If you live in Portland, chances are at some stage or other, you’ve been to Apizza Scholls. It’s a culinary institution in this town for a reason: a top notch neo-Neapolitan crust, simple ingredients, creamy ricotta, tongue-sized bacon. As our food critic Karen Brooks has pointed out, “seven nights a week, arguably one of America’s top 20 pizzas is emerging from an electric oven on SE Hawthorne.”
It all started when baker Brian Spangler moved up to Portland from the Bay Area with his wife, Kim, and set out to build a bakery, complete with a wood-fired oven. But baking can be a lonely pursuit: Spangler found himself working alone for eight hours a day and he didn’t care for that much solitude. So he kicked off a tradition: pizza Sundays. Corks would pop, cheese would sizzle, and Spangler would perfect his pizza game. And people loved it.
“I’d never made a pizza before,” he says. “Suddenly, I’m making 60 pizzas on my day off!”
He experimented with dough, and ultimately stuck with an unrefrigerated method, with small amounts of yeast and long periods of time. “I modeled the whole thing after basically a baguette formula,” Spangler says. Inspired by Brooklyn’s L&B Spumoni on a trip back to New York, he began to model the “upside down” approach: thinly sliced mozzarella cheese on first, then San Marzano tomato sauce, and then keep it simple with the toppings. “And we have never deviated from that,” he says. “We spend four hours a day slicing cheese.”
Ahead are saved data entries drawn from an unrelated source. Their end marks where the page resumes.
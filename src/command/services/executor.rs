//! Handler execution and the reply protocol.

use futures::FutureExt;
use std::any::Any;
use std::panic::AssertUnwindSafe;
use std::sync::Arc;
use std::time::Duration;
use tracing::{debug, error, warn};

use super::{CommandContext, DispatchError, DispatchResult, ReplySession};
use crate::command::domain::{AccessDefaults, CanonicalInvocation};
use crate::command::ports::EntityCache;

/// How an invocation finished.
#[derive(Debug, Clone, Copy, PartialEq, Eq)]
pub enum ExecutionOutcome {
    /// A reply was delivered, by the handler or from its return value.
    Replied,
    /// The handler returned nothing and success should be announced.
    OperationSuccess,
    /// The handler returned nothing and nothing is announced.
    Silent,
}

/// Runs resolved invocations.
#[derive(Clone)]
pub struct CommandExecutor {
    defaults: AccessDefaults,
    announce_success: bool,
    handler_timeout: Duration,
    entities: Arc<dyn EntityCache>,
}

impl CommandExecutor {
    /// Creates an executor.
    #[must_use]
    pub fn new(
        defaults: AccessDefaults,
        announce_success: bool,
        handler_timeout: Duration,
        entities: Arc<dyn EntityCache>,
    ) -> Self {
        Self {
            defaults,
            announce_success,
            handler_timeout,
            entities,
        }
    }

    /// Checks the root policy, then the subcommand's own rule.
    ///
    /// # Errors
    ///
    /// Returns [`DispatchError::Permissions`] with the first denial.
    pub fn authorize(&self, invocation: &CanonicalInvocation) -> DispatchResult<()> {
        let command = invocation.command();
        let context = invocation.context();
        let denied = |denial| DispatchError::Permissions {
            command: command.qualified_name(),
            denial,
        };

        command
            .access()
            .evaluate(context, self.defaults)
            .map_err(denied)?;
        if let Some(rule) = command.leaf_rule() {
            rule.evaluate(context, self.defaults.check_mode)
                .map_err(denied)?;
        }
        Ok(())
    }

    /// Authorizes, acknowledges, runs the handler and resolves its outcome.
    ///
    /// Structured interactions are deferred before the handler runs. A
    /// non-void return after a manual reply is dropped.
    ///
    /// # Errors
    ///
    /// Returns [`DispatchError`] for denials, missing handlers, handler
    /// failures, deadline expiry and transport failures.
    pub async fn execute(
        &self,
        invocation: CanonicalInvocation,
        session: &ReplySession,
    ) -> DispatchResult<ExecutionOutcome> {
        self.authorize(&invocation)?;

        let command = invocation.command().qualified_name();
        let handler = invocation
            .command()
            .handler()
            .cloned()
            .ok_or_else(|| DispatchError::NoHandler {
                command: command.clone(),
            })?;
        let announce = invocation
            .command()
            .announce_success_override()
            .unwrap_or(self.announce_success);

        if invocation.context().is_structured() {
            session.acknowledge(false).await?;
        }

        let context = CommandContext::new(
            Arc::new(invocation),
            session.clone(),
            Arc::clone(&self.entities),
        );
        debug!(%command, "running handler");
        let guarded = AssertUnwindSafe(handler.as_handler().handle(context)).catch_unwind();
        let outcome = tokio::time::timeout(self.handler_timeout, guarded)
            .await
            .map_err(|_elapsed| DispatchError::HandlerTimedOut {
                command: command.clone(),
                seconds: self.handler_timeout.as_secs(),
            })?
            .map_err(|payload| {
                let detail = panic_detail(payload.as_ref());
                error!(%command, %detail, "handler panicked");
                DispatchError::HandlerPanicked {
                    command: command.clone(),
                    detail,
                }
            })?
            .map_err(|source| DispatchError::Handler {
                command: command.clone(),
                source,
            })?;

        match outcome.into_payload() {
            Some(_) if session.has_replied() => {
                warn!(%command, "handler replied manually and returned a reply; return value dropped");
                Ok(ExecutionOutcome::Replied)
            }
            Some(payload) => {
                session.reply(payload).await?;
                Ok(ExecutionOutcome::Replied)
            }
            None if session.has_replied() => Ok(ExecutionOutcome::Replied),
            None if announce => Ok(ExecutionOutcome::OperationSuccess),
            None => {
                session.discard().await?;
                Ok(ExecutionOutcome::Silent)
            }
        }
    }
}

fn panic_detail(payload: &(dyn Any + Send)) -> String {
    payload
        .downcast_ref::<&str>()
        .map(|message| (*message).to_owned())
        .or_else(|| payload.downcast_ref::<String>().cloned())
        .unwrap_or_else(|| "non-string panic payload".to_owned())
}

impl std::fmt::Debug for CommandExecutor {
    fn fmt(&self, f: &mut std::fmt::Formatter<'_>) -> std::fmt::Result {
        f.debug_struct("CommandExecutor")
            .field("defaults", &self.defaults)
            .field("announce_success", &self.announce_success)
            .field("handler_timeout", &self.handler_timeout)
            .finish_non_exhaustive()
    }
}
//! Validated command names and descriptions.

use super::DefinitionError;
use serde::Serialize;
use std::fmt;

/// Maximum length for command, subcommand, group and parameter names.
const MAX_NAME_LENGTH: usize = 32;

/// Maximum length for descriptions.
const MAX_DESCRIPTION_LENGTH: usize = 100;

/// Validated command identifier.
///
/// Chat commands, subcommands, groups and parameters use the restricted
/// pattern (lowercase letters, digits, `-`, `_`). Context-menu commands
/// accept any characters and keep their case.
#[derive(Debug, Clone, PartialEq, Eq, Hash, Serialize)]
#[serde(transparent)]
pub struct CommandName(String);

impl CommandName {
    /// Creates a name for a chat command, subcommand, group or parameter.
    ///
    /// The input is trimmed and lowercased.
    ///
    /// # Errors
    ///
    /// Returns [`DefinitionError::EmptyName`] when the value is empty after
    /// trimming, [`DefinitionError::NameTooLong`] when it exceeds 32
    /// characters, or [`DefinitionError::InvalidName`] when it contains
    /// characters outside the allowed set.
    pub fn new(value: impl Into<String>) -> Result<Self, DefinitionError> {
        let raw = value.into();
        let normalized = raw.trim().to_lowercase();

        if normalized.is_empty() {
            return Err(DefinitionError::EmptyName);
        }

        if normalized.chars().count() > MAX_NAME_LENGTH {
            return Err(DefinitionError::NameTooLong(raw));
        }

        let is_valid = normalized
            .chars()
            .all(|c| c.is_ascii_lowercase() || c.is_ascii_digit() || c == '-' || c == '_');

        if !is_valid {
            return Err(DefinitionError::InvalidName(raw));
        }

        Ok(Self(normalized))
    }

    /// Creates a context-menu command name.
    ///
    /// Any characters are accepted; the value is trimmed but not lowercased.
    ///
    /// # Errors
    ///
    /// Returns [`DefinitionError::EmptyName`] or
    /// [`DefinitionError::NameTooLong`].
    pub fn context_menu(value: impl Into<String>) -> Result<Self, DefinitionError> {
        let raw = value.into();
        let trimmed = raw.trim();

        if trimmed.is_empty() {
            return Err(DefinitionError::EmptyName);
        }

        if trimmed.chars().count() > MAX_NAME_LENGTH {
            return Err(DefinitionError::NameTooLong(raw));
        }

        Ok(Self(trimmed.to_owned()))
    }

    /// Returns the name as a string slice.
    #[must_use]
    pub fn as_str(&self) -> &str {
        &self.0
    }

    /// Returns `true` when `candidate` names this command, ignoring case.
    #[must_use]
    pub fn matches(&self, candidate: &str) -> bool {
        self.0 == candidate || self.0 == candidate.to_lowercase()
    }
}

impl AsRef<str> for CommandName {
    fn as_ref(&self) -> &str {
        self.as_str()
    }
}

impl fmt::Display for CommandName {
    fn fmt(&self, f: &mut fmt::Formatter<'_>) -> fmt::Result {
        f.write_str(&self.0)
    }
}

/// Validated human-readable description (1-100 characters).
#[derive(Debug, Clone, PartialEq, Eq, Hash, Serialize)]
#[serde(transparent)]
pub struct Description(String);

impl Description {
    /// Creates a description.
    ///
    /// # Errors
    ///
    /// Returns [`DefinitionError::EmptyDescription`] when the value is empty
    /// after trimming or [`DefinitionError::DescriptionTooLong`] when it
    /// exceeds 100 characters.
    pub fn new(value: impl Into<String>) -> Result<Self, DefinitionError> {
        let raw = value.into();
        let trimmed = raw.trim();

        if trimmed.is_empty() {
            return Err(DefinitionError::EmptyDescription);
        }

        if trimmed.chars().count() > MAX_DESCRIPTION_LENGTH {
            return Err(DefinitionError::DescriptionTooLong(raw));
        }

        Ok(Self(trimmed.to_owned()))
    }

    /// Returns the description as a string slice.
    #[must_use]
    pub fn as_str(&self) -> &str {
        &self.0
    }
}

impl fmt::Display for Description {
    fn fmt(&self, f: &mut fmt::Formatter<'_>) -> fmt::Result {
        f.write_str(&self.0)
    }
}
The Spanglers eventually brought their pizza to the masses at the now-shuttered Scholls Public House, located 40 minutes west of Portland between Hillsboro and Newberg. A glowing Oregonian review galvanized the hordes, and drove the need fora bigger space—the SE Hawthorne home was found, and Apizza Scholls became a city fixture.
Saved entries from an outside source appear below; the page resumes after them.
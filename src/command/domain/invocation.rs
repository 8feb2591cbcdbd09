//! Invocation context and the canonical invocation produced by resolution.

use std::sync::Arc;

use super::{
    AccessPolicy, ChannelId, ChatCommand, CommandName, CommandPath, CommandType,
    ContextMenuCommand, GuildId, Handler, ParameterSchema, Parameters, PermissionRule,
    Permissions, SubCommand, TargetReference, UserId,
};

/// Which input channel produced an invocation.
#[derive(Debug, Clone, PartialEq, Eq)]
pub enum InvocationSource {
    /// A prefixed text message.
    Text {
        /// Id of the triggering message.
        message_id: String,
    },
    /// A structured platform interaction.
    Interaction {
        /// Interaction id.
        id: String,
        /// Interaction token used for follow-up replies.
        token: String,
    },
}

/// Where replies to an invocation are sent.
#[derive(Debug, Clone, PartialEq, Eq)]
pub enum ReplyTarget {
    /// Reply in a channel, referencing the triggering message.
    Message {
        /// Channel to post into.
        channel_id: ChannelId,
        /// Message being replied to.
        message_id: String,
    },
    /// Reply through the interaction's response endpoint.
    Interaction {
        /// Interaction id.
        id: String,
        /// Interaction token.
        token: String,
    },
}

/// Who invoked a command, where, and with which permissions.
#[derive(Debug, Clone, PartialEq, Eq)]
pub struct InvocationContext {
    guild_id: Option<GuildId>,
    channel_id: ChannelId,
    user_id: UserId,
    member_permissions: Option<Permissions>,
    source: InvocationSource,
}

impl InvocationContext {
    /// Creates a context for a text message outside any guild.
    #[must_use]
    pub fn text(message_id: impl Into<String>, channel_id: ChannelId, user_id: UserId) -> Self {
        Self {
            guild_id: None,
            channel_id,
            user_id,
            member_permissions: None,
            source: InvocationSource::Text {
                message_id: message_id.into(),
            },
        }
    }

    /// Creates a context for an interaction outside any guild.
    #[must_use]
    pub fn interaction(
        id: impl Into<String>,
        token: impl Into<String>,
        channel_id: ChannelId,
        user_id: UserId,
    ) -> Self {
        Self {
            guild_id: None,
            channel_id,
            user_id,
            member_permissions: None,
            source: InvocationSource::Interaction {
                id: id.into(),
                token: token.into(),
            },
        }
    }

    /// Sets the guild the invocation happened in.
    #[must_use]
    pub fn in_guild(mut self, guild_id: Option<GuildId>) -> Self {
        self.guild_id = guild_id;
        self
    }

    /// Sets the member's permission set.
    #[must_use]
    pub const fn with_permissions(mut self, permissions: Option<Permissions>) -> Self {
        self.member_permissions = permissions;
        self
    }

    /// Returns the guild, or `None` for direct messages.
    #[must_use]
    pub const fn guild_id(&self) -> Option<&GuildId> {
        self.guild_id.as_ref()
    }

    /// Returns the channel.
    #[must_use]
    pub const fn channel_id(&self) -> &ChannelId {
        &self.channel_id
    }

    /// Returns the invoking user.
    #[must_use]
    pub const fn user_id(&self) -> &UserId {
        &self.user_id
    }

    /// Returns the member's permission set, when known.
    #[must_use]
    pub const fn member_permissions(&self) -> Option<Permissions> {
        self.member_permissions
    }

    /// Returns the input channel.
    #[must_use]
    pub const fn source(&self) -> &InvocationSource {
        &self.source
    }

    /// Returns `true` for structured interactions.
    #[must_use]
    pub const fn is_structured(&self) -> bool {
        matches!(self.source, InvocationSource::Interaction { .. })
    }

    /// Returns where replies should go.
    #[must_use]
    pub fn reply_target(&self) -> ReplyTarget {
        match &self.source {
            InvocationSource::Text { message_id } => ReplyTarget::Message {
                channel_id: self.channel_id.clone(),
                message_id: message_id.clone(),
            },
            InvocationSource::Interaction { id, token } => ReplyTarget::Interaction {
                id: id.clone(),
                token: token.clone(),
            },
        }
    }
}

/// A registered command resolved down to the node that will run.
#[derive(Debug, Clone)]
pub enum ResolvedCommand {
    /// A chat command, optionally narrowed to a subcommand.
    Chat {
        /// Root command.
        command: Arc<ChatCommand>,
        /// Subcommand path, or `None` for the root itself.
        path: Option<CommandPath>,
    },
    /// A context-menu command.
    ContextMenu(Arc<ContextMenuCommand>),
}

impl ResolvedCommand {
    /// Returns the root command name.
    #[must_use]
    pub fn root_name(&self) -> &CommandName {
        match self {
            Self::Chat { command, .. } => command.name(),
            Self::ContextMenu(command) => command.name(),
        }
    }

    /// Returns the space-separated path, e.g. `admin roles add`.
    #[must_use]
    pub fn qualified_name(&self) -> String {
        match self {
            Self::Chat {
                command,
                path: Some(path),
            } => {
                let mut segments = vec![command.name().as_str()];
                if let Some(group) = path.group() {
                    segments.push(group.as_str());
                }
                segments.push(path.sub().as_str());
                segments.join(" ")
            }
            Self::Chat { command, path: None } => command.name().to_string(),
            Self::ContextMenu(command) => command.name().to_string(),
        }
    }

    /// Returns the registry namespace.
    #[must_use]
    pub const fn command_type(&self) -> CommandType {
        match self {
            Self::Chat { .. } => CommandType::Chat,
            Self::ContextMenu(_) => CommandType::ContextMenu,
        }
    }

    /// Returns the resolved subcommand, if the path selects one.
    #[must_use]
    pub fn subcommand(&self) -> Option<&SubCommand> {
        match self {
            Self::Chat {
                command,
                path: Some(path),
            } => command.find_subcommand(path),
            Self::Chat { path: None, .. } | Self::ContextMenu(_) => None,
        }
    }

    /// Returns the parameter schemas of the node that will run.
    #[must_use]
    pub fn parameters(&self) -> &[ParameterSchema] {
        match (self, self.subcommand()) {
            (_, Some(sub)) => sub.parameters(),
            (Self::Chat { command, .. }, None) => command.parameters(),
            (Self::ContextMenu(_), None) => &[],
        }
    }

    /// Returns the handler of the node that will run.
    #[must_use]
    pub fn handler(&self) -> Option<&Handler> {
        match self {
            Self::Chat { path: Some(_), .. } => self.subcommand().and_then(SubCommand::handler),
            Self::Chat { command, path: None } => command.handler(),
            Self::ContextMenu(command) => command.handler(),
        }
    }

    /// Returns the root access policy.
    #[must_use]
    pub fn access(&self) -> &AccessPolicy {
        match self {
            Self::Chat { command, .. } => command.access(),
            Self::ContextMenu(command) => command.access(),
        }
    }

    /// Returns the subcommand's own rule, checked after the root policy.
    #[must_use]
    pub fn leaf_rule(&self) -> Option<&PermissionRule> {
        self.subcommand().map(SubCommand::rule)
    }

    /// Returns the root's announce-success override.
    #[must_use]
    pub fn announce_success_override(&self) -> Option<bool> {
        match self {
            Self::Chat { command, .. } => command.announce_success_override(),
            Self::ContextMenu(command) => command.announce_success_override(),
        }
    }
}

/// Normalized form of a text or structured invocation.
#[derive(Debug, Clone)]
pub struct CanonicalInvocation {
    command: ResolvedCommand,
    parameters: Parameters,
    target: Option<TargetReference>,
    context: InvocationContext,
}

impl CanonicalInvocation {
    /// Creates a canonical invocation.
    #[must_use]
    pub const fn new(
        command: ResolvedCommand,
        parameters: Parameters,
        target: Option<TargetReference>,
        context: InvocationContext,
    ) -> Self {
        Self {
            command,
            parameters,
            target,
            context,
        }
    }

    /// Returns the resolved command.
    #[must_use]
    pub const fn command(&self) -> &ResolvedCommand {
        &self.command
    }

    /// Returns the bound parameters.
    #[must_use]
    pub const fn parameters(&self) -> &Parameters {
        &self.parameters
    }

    /// Returns the context-menu target, if any.
    #[must_use]
    pub const fn target(&self) -> Option<&TargetReference> {
        self.target.as_ref()
    }

    /// Returns the invocation context.
    #[must_use]
    pub const fn context(&self) -> &InvocationContext {
        &self.context
    }
}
Since its opening there in January 2005, the Spanglers' pizza has garnered rave review both locally and nationally. Here at Portland Monthly, it’s regularly made our Best Restaurants lists for “muscular pies with char-speckled bottoms that make East Coast devotees swoon," or so we've written. Anthony Bourdain even showed up to sample the Spanglers’ wares—Apizza Scholls appeared in the third season of his No Reservations TV show. More recently, the Modernist Pizza authors deemed Spangler's pizza as among the best in the country.
But for the Spanglers, the local clientele is everything. “We’ve seen a lot of kids grow up, go to college, we’ve made a lot of great regulars and we’ve become a part of their lives which is why we never opened up a second restaurant,” says Spangler. “We want to be the same old mom and pop. There’s something special about that.”